Título: Justiça e sustentabilidade
Autor: Dell'orto, Cláudio
Fonte: O Globo, 28/05/2012, Opinião, p. 07
Justiça e sustentabilidade
OPoder Judiciário tem papel relevante no cumprimento dos objetivos da Conferência das Nações Unidas para o Desenvolvimento Sustentável, a Rio+20, a ser realizada entre os dias 20 e 22 de junho. Afinal, as transformações necessárias a serem implementadas nos processos produtivos industriais e na agropecuária, os novos modelos de ocupação e uso do solo e o investimento de recursos do estado na inclusão social e erradicação da miséria são potencialmente geradores de conflitos, cuja solução acabará recaindo nos tribunais.
As dificuldades verificadas ao longo do processo histórico recente - constatadas nos débeis resultados do Tratado das Florestas e da Agenda 21, heranças da Rio-92, realizada há 20 anos, no Rio de Janeiro, bem como do Protocolo de Quioto, que expira em 2012 - testemunham a natureza conflituosa entre as metas do crescimento econômico, da preservação ambiental e de uma distribuição mais justa da renda. Tais obstáculos agravam-se em meio ao ambiente de crise hoje enfrentado por numerosas nações, inclusive as desenvolvidas.

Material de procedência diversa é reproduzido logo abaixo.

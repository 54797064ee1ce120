pub mod install;
pub mod probe;
pub mod result;
pub mod settings;
pub mod target;

use std::fmt::Write;

/// Renders an error with its source chain for console output.
pub fn report(mut err: &(dyn std::error::Error + 'static)) -> String {
    let mut s = format!("{}", err);
    while let Some(src) = err.source() {
        let _ = write!(s, "\n\nCaused by: {}", src);
        err = src;
    }
    s
}

#[cfg(test)]
pub mod testing {
    //! Minimal HTTP/1.1 stub for probe tests: every request on the socket
    //! gets the configured status line and an empty body.

    use std::io::{Read, Write};
    use std::net::{TcpListener, TcpStream};
    use std::thread;
    use std::time::Duration;

    /// Serves `status_line` (e.g. "200 OK") on a fresh local port until the
    /// test process exits. Returns the "host:port" to probe.
    pub fn serve_status(status_line: &'static str) -> String {
        let listener = TcpListener::bind("127.0.0.1:0").expect("bind");
        let port = listener.local_addr().expect("local addr").port();
        thread::spawn(move || {
            for stream in listener.incoming().flatten() {
                thread::spawn(move || {
                    let mut stream = stream;
                    read_request(&mut stream);
                    let response = format!(
                        "HTTP/1.1 {status_line}\r\nContent-Length: 0\r\nConnection: close\r\n\r\n"
                    );
                    let _ = stream.write_all(response.as_bytes());
                });
            }
        });
        format!("127.0.0.1:{port}")
    }

    /// A "host:port" nothing listens on; connecting to it is refused.
    pub fn refused_addr() -> String {
        let listener = TcpListener::bind("127.0.0.1:0").expect("bind");
        let addr = format!(
            "127.0.0.1:{}",
            listener.local_addr().expect("local addr").port()
        );
        drop(listener);
        addr
    }

    /// Reads until the header terminator and any Content-Length body have
    /// arrived, so the client never sees the connection close mid-request.
    fn read_request(stream: &mut TcpStream) {
        let _ = stream.set_read_timeout(Some(Duration::from_secs(2)));
        let mut data = Vec::new();
        let mut buf = [0u8; 4096];
        loop {
            match stream.read(&mut buf) {
                Ok(0) | Err(_) => return,
                Ok(n) => data.extend_from_slice(&buf[..n]),
            }
            if let Some(headers_end) = find_header_end(&data) {
                if data.len() >= headers_end + content_length(&data[..headers_end]) {
                    return;
                }
            }
        }
    }

    fn find_header_end(data: &[u8]) -> Option<usize> {
        data.windows(4)
            .position(|window| window == b"\r\n\r\n")
            .map(|pos| pos + 4)
    }

    fn content_length(headers: &[u8]) -> usize {
        let headers = String::from_utf8_lossy(headers);
        headers
            .lines()
            .find_map(|line| {
                let (name, value) = line.split_once(':')?;
                name.trim()
                    .eq_ignore_ascii_case("content-length")
                    .then(|| value.trim().parse().ok())?
            })
            .unwrap_or(0)
    }
}
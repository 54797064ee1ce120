use std::time::Instant;

use url::Url;

use super::result::{ProbeOutcome, ProbeReport};

// Placeholder request body. The check has always sent a single space, and
// some rewrite configurations behave differently for a bodyless GET.
const PROBE_BODY: &str = " ";

/// Issues the capability probe and classifies the response.
///
/// Never returns an error: transport failures are folded into
/// `ProbeOutcome::Failure` with no status code. The future carries no
/// timeout of its own; bound it through the client's configuration, or race
/// it if the caller cannot afford to wait.
pub async fn probe_clean_urls(client: &reqwest::Client, url: &Url) -> ProbeReport {
    let start = Instant::now();
    let response = client.get(url.clone()).body(PROBE_BODY).send().await;
    let http_time = start.elapsed().as_secs_f64();

    let http_status = match &response {
        Ok(resp) => Some(resp.status().as_u16()),
        Err(_) => None,
    };

    ProbeReport {
        url: url.as_str().to_string(),
        http_status,
        http_time,
        outcome: ProbeOutcome::from_status(http_status),
    }
}
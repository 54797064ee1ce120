/// Terminal classification of a clean URL probe.
///
/// A 200 means the rewritten path is servable. Anything else (4xx, 5xx,
/// refused connection, DNS failure) means it is not; transport errors are
/// not distinguished from error statuses.
#[derive(Debug, Clone, Copy, PartialEq, Eq)]
pub enum ProbeOutcome {
    Success,
    Failure,
}

impl ProbeOutcome {
    pub fn from_status(status: Option<u16>) -> Self {
        match status {
            Some(200) => ProbeOutcome::Success,
            _ => ProbeOutcome::Failure,
        }
    }

    pub fn is_success(self) -> bool {
        matches!(self, ProbeOutcome::Success)
    }
}

pub struct ProbeReport {
    pub url: String,
    pub http_status: Option<u16>,
    pub http_time: f64,
    pub outcome: ProbeOutcome,
}
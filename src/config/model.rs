use std::collections::HashMap;

use serde::Deserialize;

use crate::check::target::PageLocation;

/// Messages the check flows render. Defaults are English; deployments feed
/// localized strings through the site config.
#[derive(Debug, Clone, Deserialize)]
pub struct StatusMessages {
    #[serde(default = "default_testing")]
    pub testing: String,

    #[serde(default = "default_success")]
    pub success: String,

    #[serde(default = "default_failure")]
    pub failure: String,
}

impl Default for StatusMessages {
    fn default() -> Self {
        Self {
            testing: default_testing(),
            success: default_success(),
            failure: default_failure(),
        }
    }
}

fn default_testing() -> String {
    "Testing clean URLs...".to_string()
}

fn default_success() -> String {
    "Your server has been successfully tested to support this feature.".to_string()
}

fn default_failure() -> String {
    "Your system configuration does not currently support this feature.".to_string()
}

/// Which check flow a page runs.
#[derive(Debug, Clone, Copy, PartialEq, Eq, Deserialize)]
#[serde(rename_all = "lowercase")]
pub enum CheckVariant {
    /// Settings-page check against the `admin/settings/clean-urls` path.
    Settings,
    /// Install-wizard check against the sibling `node` path.
    Install,
}

/// One page a check is triggered from.
#[derive(Debug, Clone, Deserialize)]
pub struct PageConfig {
    /// Scheme without the trailing colon. Defaults to "http".
    #[serde(default = "default_scheme")]
    pub scheme: String,

    /// Host of the probed site, including the port when non-default.
    pub host: String,

    /// Request path of the page the check runs on. Defaults to "/".
    #[serde(default = "default_path")]
    pub path: String,

    /// Which flow to run from this page.
    pub check: CheckVariant,
}

fn default_scheme() -> String {
    "http".to_string()
}

fn default_path() -> String {
    "/".to_string()
}

impl PageConfig {
    pub fn location(&self) -> PageLocation {
        PageLocation::new(&self.scheme, &self.host, &self.path)
    }
}

/// A site's pages plus the messages its checks render.
#[derive(Debug, Clone, Deserialize)]
pub struct SiteConfig {
    #[serde(default)]
    pub messages: StatusMessages,

    pub pages: Vec<PageConfig>,
}

/// Keyed by display name, which is also the console output label.
pub type Config = HashMap<String, SiteConfig>;
use reqwest::Client;

use cleanprobe::check::install::install_check;
use cleanprobe::check::report;
use cleanprobe::check::settings::settings_check;
use cleanprobe::config::app_config::load_config;
use cleanprobe::config::model::CheckVariant;
use cleanprobe::timezone::{ValueField, fill_default_timezone};
use cleanprobe::ui::console::ConsoleUi;

#[tokio::main]
async fn main() {
    dotenvy::dotenv().ok();
    env_logger::init();

    let app = load_config();
    let max_site_width = app.max_site_width;

    let mut offset_field = ValueField::default();
    fill_default_timezone(&mut offset_field);
    println!("Suggested default timezone offset: {}s", offset_field.value);

    let client = Client::builder()
        .timeout(app.probe_timeout)
        .user_agent("cleanprobe/1.0")
        .build()
        .expect("Failed to create client");

    let mut handles = vec![];

    for (site, site_config) in app.config {
        let client = client.clone();

        handles.push(tokio::spawn(async move {
            let mut ui = ConsoleUi::new(&site, max_site_width);

            for page in &site_config.pages {
                let location = page.location();
                let result = match page.check {
                    CheckVariant::Settings => {
                        settings_check(&client, &location, &site_config.messages, &mut ui).await
                    }
                    CheckVariant::Install => {
                        install_check(&client, &location, &site_config.messages, &mut ui).await
                    }
                };

                match result {
                    Ok(r) => log::info!(
                        "[{site}] {}: success={}, status {:?}, elapsed {:.2}ms",
                        r.url,
                        r.outcome.is_success(),
                        r.http_status,
                        r.http_time * 1000.0
                    ),
                    Err(e) => println!("[{site}] ❌ Invalid probe target: {}", report(&e)),
                }
            }
        }));
    }

    for handle in handles {
        let _ = handle.await;
    }
}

Governos e empresas, a despeito dos discursos politicamente corretos e das exigências da sociedade quanto à salubridade ambiental e à produção mais limpa, mostram-se resilientes a realizar investimentos a fundo perdido, característicos do aporte de capital para projetos sociais e ecológicos. Do mesmo modo, amplia-se a resistência a processos restritivos da manufatura, do mercado imobiliário e de áreas agricultáveis. Tudo muito compreensível no contexto dos impactos culturais inerentes às grandes transformações históricas. E o cumprimento dos objetivos do desenvolvimento sustentável implica, sim, uma imensa mudança, que não pode continuar a passos tão lentos como se verificou nas duas últimas décadas.
Há um descompasso entre o discurso e a ação, inclusive quando se verifica a inadimplência de alguns países com relação aos compromissos assumidos na Rio-92 e em outros tratados multilaterais. Este aspecto é matéria para o direito internacional, devendo merecer análise aprofundada na Rio+20. Afinal, é inútil produzir acordos para não serem cumpridos. No âmbito de cada país, o Judiciário será decisivo para pôr fim ao inevitável ciclo conflituoso relativo à transformação produtiva, comportamental e cultural condicionante ao advento de um planeta sustentável. Por isso, será fundamental encontrar mecanismos eficazes para dar efetividade às decisões judiciais.
Algumas questões brasileiras evidenciam a importância da Justiça para a sustentabilidade. Já temos aqui, por exemplo, substantivo conteúdo jurisprudencial quanto à conceituação da função ecológica da propriedade como desdobramento do papel social da terra. No tocante às reservas legais, um dos itens polêmicos do novo Código Florestal, o Superior Tribunal de Justiça já deliberou serem obrigatórias e inerentes à propriedade.
A magistratura, portanto, deve estar cada vez mais preparada para que a prevalência da lei seja inexpugnável garantia da sustentabilidade. A Justiça não tem partido ou ideologia. Não é ecochata e tampouco liberal quanto à exploração desmedida da natureza. É, simplesmente, a guardiã dos preceitos constitucionais, dos deveres e direitos dos indivíduos e da sociedade. É nessa condição que desempenhará papel decisivo na observância de leis e normas nacionais e tratados internacionais voltados à viabilização de um mundo economicamente próspero, socialmente justo e ambientalmente saudável.
CLÁUDIO DELL"ORTO é desembargador, presidente da Associação dos Magistrados do Rio de Janeiro (Amaerj).